Ci pensa spesso a quel titolo? 
«Ogni volta che vengo all’Autodromo Nazionale. E la coppa di quel Mondiale la tengo in bella vista nel mio ufficio di San Paolo. Ricordo la tensione negli ultimi tre giri di gara, poi la grande festa al “Cafe do Brasil” di Milano. Ballammo fino alle 3 di mattina, quindi partii per la Svizzera, dove vivevo allora. Se dovevo vincere lontano dal Brasile, non avrei scelto altra pista diversa».
Per Hamilton è la prima a Monza con la Ferrari, in una stagione caotica. Che consiglio gli daresti per risollevarsi? 
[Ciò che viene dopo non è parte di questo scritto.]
// ---------------------------------------------------------------------------
// Tests
// ---------------------------------------------------------------------------

#[cfg(test)]
mod tests {
    use super::*;
    use crate::components::{
        MockAssetProvisioner, MockCampaignRunner, MockOpportunitySource, MockStatusSink,
        MockTrendAnalyzer,
    };
    use crate::types::{MarketTrend, Opportunity, OpportunityKind, TrendSentiment};
    use mockall::Sequence;
    use tokio::time::Instant;

    struct Mocks {
        quantum: MockOpportunitySource,
        neural: MockTrendAnalyzer,
        assets: MockAssetProvisioner,
        campaigns: MockCampaignRunner,
        dashboard: MockStatusSink,
    }

    impl Mocks {
        fn new() -> Self {
            Self {
                quantum: MockOpportunitySource::new(),
                neural: MockTrendAnalyzer::new(),
                assets: MockAssetProvisioner::new(),
                campaigns: MockCampaignRunner::new(),
                dashboard: MockStatusSink::new(),
            }
        }

        fn into_ariel(self) -> Ariel {
            let components = Components {
                quantum: Box::new(self.quantum),
                neural: Box::new(self.neural),
                assets: Box::new(self.assets),
                campaigns: Box::new(self.campaigns),
                dashboard: Box::new(self.dashboard),
            };
            Ariel::new(&AgentConfig::default(), components, PauseControl::new())
        }
    }

    fn sample_trend() -> MarketTrend {
        MarketTrend {
            region: "Europe".into(),
            growth_pct: 4.2,
            sentiment: TrendSentiment::Stable,
            observed_at: Utc::now(),
            payload: serde_json::Value::Null,
        }
    }

    /// Mocks that succeed once per step, returning empty data.
    fn happy_mocks() -> Mocks {
        let mut m = Mocks::new();
        m.quantum.expect_find_opportunities().returning(|| Ok(Vec::new()));
        m.neural.expect_analyze_trends().returning(|| Ok(Vec::new()));
        m.assets.expect_ensure_minimum_assets().returning(|| Ok(()));
        m.assets
            .expect_acquire_assets_for_opportunities()
            .returning(|_, _| Ok(()));
        m.campaigns.expect_launch_or_optimize().returning(|_, _| Ok(()));
        m.dashboard.expect_sync_status().returning(|_| Ok(()));
        m.dashboard.expect_record_state().returning(|_| Ok(()));
        m
    }

    fn temp_state_path() -> String {
        let mut p = std::env::temp_dir();
        p.push(format!("ariel_orchestrator_state_{}.json", uuid::Uuid::new_v4()));
        p.to_string_lossy().to_string()
    }

    #[tokio::test]
    async fn test_bootstrap_ensures_minimum_assets_once() {
        let mut m = Mocks::new();
        m.assets.expect_ensure_minimum_assets().times(1).returning(|| Ok(()));
        let mut ariel = m.into_ariel();
        assert!(ariel.bootstrap().await.is_ok());
    }

    #[tokio::test]
    async fn test_bootstrap_failure_propagates() {
        let mut m = Mocks::new();
        m.assets
            .expect_ensure_minimum_assets()
            .returning(|| Err(anyhow::anyhow!("registrar unavailable")));
        let mut ariel = m.into_ariel();
        let err = ariel.bootstrap().await.unwrap_err();
        assert!(err.to_string().contains("registrar unavailable"));
    }

    #[tokio::test]
    async fn test_cycle_runs_steps_in_order() {
        let mut m = Mocks::new();
        let mut seq = Sequence::new();
        m.quantum
            .expect_find_opportunities()
            .times(1)
            .in_sequence(&mut seq)
            .returning(|| Ok(Vec::new()));
        m.neural
            .expect_analyze_trends()
            .times(1)
            .in_sequence(&mut seq)
            .returning(|| Ok(Vec::new()));
        m.assets
            .expect_acquire_assets_for_opportunities()
            .times(1)
            .in_sequence(&mut seq)
            .returning(|_, _| Ok(()));
        m.campaigns
            .expect_launch_or_optimize()
            .times(1)
            .in_sequence(&mut seq)
            .returning(|_, _| Ok(()));
        m.dashboard
            .expect_sync_status()
            .times(1)
            .in_sequence(&mut seq)
            .returning(|_| Ok(()));
        m.dashboard
            .expect_record_state()
            .withf(|state| state.cycle_count == 1)
            .times(1)
            .returning(|_| Ok(()));

        let mut ariel = m.into_ariel();
        let outcome = ariel.run_cycle().await.unwrap();

        match outcome {
            CycleOutcome::Completed(report) => {
                assert_eq!(report.cycle_number, 1);
                assert_eq!(report.opportunities_found, 0);
                assert_eq!(report.trends_analyzed, 0);
            }
            CycleOutcome::Skipped => panic!("cycle should not be skipped"),
        }
        assert_eq!(ariel.state().cycle_count, 1);
        assert_eq!(ariel.state().status, AgentStatus::Running);
        assert!(ariel.state().last_cycle_at.is_some());
    }

    #[tokio::test]
    async fn test_results_flow_to_assets_campaigns_and_dashboard() {
        let mut m = Mocks::new();
        m.quantum.expect_find_opportunities().returning(|| {
            Ok(vec![Opportunity::new(OpportunityKind::Affiliate, "Hosting offer", "mock")])
        });
        m.neural
            .expect_analyze_trends()
            .returning(|| Ok(vec![sample_trend()]));
        m.assets
            .expect_acquire_assets_for_opportunities()
            .withf(|opps, trends| opps.len() == 1 && trends.len() == 1)
            .times(1)
            .returning(|_, _| Ok(()));
        m.campaigns
            .expect_launch_or_optimize()
            .withf(|opps, trends| {
                opps[0].kind == OpportunityKind::Affiliate && trends[0].region == "Europe"
            })
            .times(1)
            .returning(|_, _| Ok(()));
        m.dashboard
            .expect_sync_status()
            .withf(|snap| {
                snap.opportunities.len() == 1
                    && snap.market_trends.len() == 1
                    && snap.cycle_time_secs == 1800
                    && snap.cycle_number == 1
                    && snap.state.cycle_count == 1
            })
            .times(1)
            .returning(|_| Ok(()));
        m.dashboard.expect_record_state().returning(|_| Ok(()));

        let mut ariel = m.into_ariel();
        let outcome = ariel.run_cycle().await.unwrap();
        if let CycleOutcome::Completed(report) = outcome {
            assert_eq!(report.opportunities_found, 1);
            assert_eq!(report.trends_analyzed, 1);
        } else {
            panic!("expected a completed cycle");
        }
    }

    #[tokio::test(start_paused = true)]
    async fn test_paused_cycle_skips_work_and_sleeps() {
        // Only the state push is expected: any step call panics.
        let mut m = Mocks::new();
        m.dashboard
            .expect_record_state()
            .withf(|state| state.cycles_skipped == 1 && state.paused)
            .times(1)
            .returning(|_| Ok(()));
        let mut ariel = m.into_ariel();
        ariel.pause();

        let start = Instant::now();
        let outcome = ariel.run_cycle().await.unwrap();

        assert!(outcome.is_skipped());
        assert!(start.elapsed() >= Duration::from_secs(60));
        assert!(start.elapsed() < Duration::from_secs(61));
        assert_eq!(ariel.state().cycles_skipped, 1);
        assert_eq!(ariel.state().cycle_count, 0);
        assert_eq!(ariel.state().status, AgentStatus::Paused);
        assert!(ariel.state().paused);
    }

    #[tokio::test(start_paused = true)]
    async fn test_resume_runs_full_cycle() {
        let mut ariel = happy_mocks().into_ariel();
        ariel.pause();
        assert!(ariel.run_cycle().await.unwrap().is_skipped());

        ariel.resume();
        let outcome = ariel.run_cycle().await.unwrap();
        assert!(!outcome.is_skipped());
        assert_eq!(ariel.state().cycle_count, 1);
        assert_eq!(ariel.state().cycles_skipped, 1);
        assert!(!ariel.state().paused);
    }

    #[tokio::test]
    async fn test_failing_step_aborts_cycle() {
        let mut m = Mocks::new();
        m.quantum.expect_find_opportunities().returning(|| Ok(Vec::new()));
        m.neural
            .expect_analyze_trends()
            .returning(|| Err(anyhow::anyhow!("model offline")));
        // Later steps must not run.
        m.assets.expect_acquire_assets_for_opportunities().never();
        m.campaigns.expect_launch_or_optimize().never();
        m.dashboard.expect_sync_status().never();
        m.dashboard
            .expect_record_state()
            .withf(|state| state.cycles_failed == 1 && state.cycle_count == 0)
            .times(1)
            .returning(|_| Ok(()));

        let mut ariel = m.into_ariel();
        let err = ariel.run_cycle().await.unwrap_err();

        let step_err = err.downcast_ref::<ArielError>().expect("ArielError");
        match step_err {
            ArielError::Step { step, message } => {
                assert_eq!(*step, CycleStep::AnalyzeTrends);
                assert!(message.contains("model offline"));
            }
            other => panic!("unexpected error: {other}"),
        }
        assert_eq!(ariel.state().cycles_failed, 1);
        assert_eq!(ariel.state().cycle_count, 0);
    }

    #[tokio::test]
    async fn test_dashboard_failure_counts_as_failed_cycle() {
        let mut m = happy_mocks();
        m.dashboard = MockStatusSink::new();
        m.dashboard
            .expect_sync_status()
            .returning(|_| Err(anyhow::anyhow!("dashboard gone")));
        m.dashboard.expect_record_state().returning(|_| Ok(()));

        let mut ariel = m.into_ariel();
        assert!(ariel.run_cycle().await.is_err());
        assert_eq!(ariel.state().cycles_failed, 1);
        assert!(ariel.state().last_cycle_at.is_none());
    }

    #[tokio::test(start_paused = true)]
    async fn test_run_until_spaces_cycles_by_cycle_time() {
        let mut m = Mocks::new();
        m.assets.expect_ensure_minimum_assets().times(1).returning(|| Ok(()));
        m.quantum
            .expect_find_opportunities()
            .times(3)
            .returning(|| Ok(Vec::new()));
        m.neural.expect_analyze_trends().times(3).returning(|| Ok(Vec::new()));
        m.assets
            .expect_acquire_assets_for_opportunities()
            .times(3)
            .returning(|_, _| Ok(()));
        m.campaigns
            .expect_launch_or_optimize()
            .times(3)
            .returning(|_, _| Ok(()));
        m.dashboard.expect_sync_status().times(3).returning(|_| Ok(()));
        // Once per cycle plus once on shutdown.
        m.dashboard.expect_record_state().times(4).returning(|_| Ok(()));

        let mut ariel = m.into_ariel();
        // Cycles at t=0, 1800, 3600; stop during the following sleep.
        let shutdown = tokio::time::sleep(Duration::from_secs(3601));
        ariel.run_until(shutdown).await.unwrap();

        assert_eq!(ariel.state().cycle_count, 3);
        assert_eq!(ariel.state().status, AgentStatus::Stopped);
    }

    #[tokio::test(start_paused = true)]
    async fn test_run_until_survives_failing_cycles() {
        let mut m = happy_mocks();
        m.quantum = MockOpportunitySource::new();
        m.quantum
            .expect_find_opportunities()
            .times(2)
            .returning(|| Err(anyhow::anyhow!("feed timeout")));

        let mut ariel = m.into_ariel();
        ariel
            .run_until(tokio::time::sleep(Duration::from_secs(1801)))
            .await
            .unwrap();

        assert_eq!(ariel.state().cycles_failed, 2);
        assert_eq!(ariel.state().cycle_count, 0);
    }

    #[tokio::test(start_paused = true)]
    async fn test_state_push_failure_is_not_a_cycle_failure() {
        let mut m = happy_mocks();
        m.dashboard = MockStatusSink::new();
        m.dashboard.expect_sync_status().returning(|_| Ok(()));
        m.dashboard
            .expect_record_state()
            .returning(|_| Err(anyhow::anyhow!("dashboard gone")));

        let mut ariel = m.into_ariel();
        assert!(ariel.run_cycle().await.is_ok());
        assert_eq!(ariel.state().cycles_failed, 0);
    }

    #[tokio::test(start_paused = true)]
    async fn test_pause_between_cycles_is_saved_on_shutdown() {
        let path = temp_state_path();
        let mut ariel = happy_mocks().into_ariel().with_state_file(path.clone());
        let control = ariel.control();

        // The first cycle runs unpaused; the admin pauses during the sleep.
        let shutdown = async move {
            tokio::time::sleep(Duration::from_secs(10)).await;
            control.pause();
        };
        ariel.run_until(shutdown).await.unwrap();

        assert_eq!(ariel.state().cycle_count, 1);
        assert!(ariel.state().paused);
        let saved = storage::load_state(Some(&path)).unwrap().unwrap();
        assert!(saved.paused);
        assert_eq!(saved.status, AgentStatus::Stopped);

        storage::delete_state(Some(&path)).unwrap();
    }

    #[tokio::test(start_paused = true)]
    async fn test_cycle_request_cuts_sleep_short() {
        let mut ariel = happy_mocks().into_ariel();
        let control = ariel.control();

        // Cycle at t=0, requested cycle at t=100, stop at t=200.
        let shutdown = async move {
            tokio::time::sleep(Duration::from_secs(100)).await;
            control.request_cycle();
            tokio::time::sleep(Duration::from_secs(100)).await;
        };
        let start = Instant::now();
        ariel.run_until(shutdown).await.unwrap();

        assert_eq!(ariel.state().cycle_count, 2);
        assert!(start.elapsed() < Duration::from_secs(1800));
    }

    #[tokio::test]
    async fn test_run_until_bootstrap_failure_is_fatal() {
        let mut m = Mocks::new();
        m.assets
            .expect_ensure_minimum_assets()
            .returning(|| Err(anyhow::anyhow!("no credentials")));
        m.quantum.expect_find_opportunities().never();

        let mut ariel = m.into_ariel();
        assert!(ariel.run_until(futures::future::ready(())).await.is_err());
    }

    #[test]
    fn test_start_paused_config() {
        let cfg = AgentConfig {
            start_paused: true,
            ..AgentConfig::default()
        };
        let control = PauseControl::new();
        let components = Components::with_dashboard(Box::new(MockStatusSink::new()));
        let ariel = Ariel::new(&cfg, components, control.clone());
        assert!(ariel.is_paused());
        assert!(control.is_paused());
        assert!(ariel.state().paused);
    }

    #[test]
    fn test_with_state_restores_pause_flag() {
        let mut saved = ArielState::new();
        saved.cycle_count = 9;
        saved.paused = true;
        saved.status = AgentStatus::Stopped;

        let ariel = Mocks::new().into_ariel().with_state(saved);
        assert!(ariel.is_paused());
        assert_eq!(ariel.state().cycle_count, 9);
        assert_eq!(ariel.state().status, AgentStatus::Starting);
    }

    #[test]
    fn test_with_state_restarts_uptime() {
        let mut saved = ArielState::new();
        saved.cycle_count = 3;
        saved.start_time = Utc::now() - chrono::Duration::days(2);

        let ariel = Mocks::new().into_ariel().with_state(saved);
        assert_eq!(ariel.state().cycle_count, 3);
        assert!(ariel.state().uptime() < chrono::Duration::minutes(1));
    }

    #[test]
    fn test_control_handle_pauses_orchestrator() {
        let ariel = Mocks::new().into_ariel();
        let handle = ariel.control();
        handle.pause();
        assert!(ariel.is_paused());
        handle.resume();
        assert!(!ariel.is_paused());
    }
}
«Gli direi di iniziare subito il weekend di Monza con la testa giusta: il talento non l’ha mai perso, fisicamente è in forma e mentalmente deve solo credere in se stesso. La Ferrari a Monza è sempre stata fortissima, anche negli anni difficili. Poi i tifosi ti spingono come succedeva a me nel GP del Brasile: lì davo sempre il 110%, e sono certo che Lewis farà lo stesso».
Con il ritiro di Lando Norris in Olanda, Oscar Piastri ora ha 34 punti di vantaggio. Un bottino importante. 
«Oscar è un pilota freddo, sbaglia pochissimo sotto pressione. Ricorda proprio Lauda, che era un calcolatore e massimizzava quando sapeva che in una gara non poteva vincere. Ma la stagione è lunga, e per vincere un Mondiale serve anche la fortuna».
Verstappen prima di Monza non ha chiuso le porte a un passaggio in Ferrari, ma solo in caso di auto competitiva. 
«Tutti i piloti, da me ad Ayrton Senna, hanno sempre sognato di guidare la Ferrari. Max guarda solo al lato competitivo, ma io credo che la Rossa con i nuovi regolamenti 2026 possa tornare davanti. Fossi in lui ci penserei».
In carriera avrebbe potuto correre per la Ferrari anche in una seconda occasione. 
«Nel ’71 Enzo mi cercò perla stagione seguente. Ne parlai con lui, ma il problema è che mi voleva nei prototipi e io invece preferivo concentrarmi su F2 e F1, così declinai».